Similar criticism was expressed in Director of the Serious Fraud Office v Eurasian Natural Resources Corporation Limited [2018] EWCA Civ 2006. However, the Court acknowledged that it is bound by the ruling in Three Rivers (No 5) and the application of the dominant purpose test must therefore be viewed in that context. These comments may however provide further encouragement for the restrictive definition of “client” in Three Rivers (No 5) to be re-examined.
Multi-Addressee Communications
In respect of emails sent to a number of employees, including in-house lawyers, the court found that the dominant purpose test should provide the starting point and the following principals apply [at 100]:
The Court considered the same principles would apply to meetings. Legal advice requested and given at a meeting will be privileged; but the mere presence of a lawyer at a meeting is insufficient to render the whole meeting the subject of LAP.
If the dominant purpose of the meeting is to obtain legal advice, unless anything is said outside that legal context, the contents of the meeting will be privileged (subject to the employee exception in Three Rivers (No 5) as above). If the dominant purpose of the discussions is non-legal, the meeting and its contents will not generally be privileged; although any legal advice sought or given within the meeting may be. Where not inextricably intermingled, the non-privileged part will be severable and redactable [100 (viii)].
Comment
When companies seek the services of external legal advisors LAP will clearly apply because discussions will necessarily revolve around the law. The position with in-house legal teams is more complex because senior advisors in particular are likely to be included in commercial as well as legal issues on a relatively frequent basis, and to be involved in discussions that are a mixture of the two. This case will make it harder for companies to assert LAP over mixed commercial/legal emails and meetings involving its in-house legal advisors.

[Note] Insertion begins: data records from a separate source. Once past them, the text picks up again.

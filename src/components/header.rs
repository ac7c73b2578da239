//! Page header with the title and the info button.

use dioxus::prelude::*;

use super::WelcomeModal;

#[component]
pub fn Header() -> Element {
    let mut show_welcome = use_signal(|| false);

    rsx! {
        div { class: "header-bar",
            button {
                class: "btn-info",
                title: "Show welcome information",
                onclick: move |_| show_welcome.set(true),
                "ⓘ"
            }
        }

        h1 { class: "page-title", "The Chesed Machine" }
        p { class: "tagline",
            "Tap the button below to generate a unique chesed idea just for you! ✨"
        }

        WelcomeModal {
            show: show_welcome(),
            on_close: move |_| show_welcome.set(false),
        }
    }
}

Companies should be alert to the fact that the mere inclusion of a member of its in-house legal team in a multi-addressee email will not render the contents of the email privileged. Even the discussion of some legal matters in multi-party discussions will not trigger the protection of LAP where those legal discussions are secondary to commercial matters. It may therefore be prudent for companies to entirely separate legal and commercial discussions in emails and meetings, both in terms of participants and subject matter, to ensure clarity about the application of LAP and avoid complex and costly proceedings in which the parameters of LAP are litigated.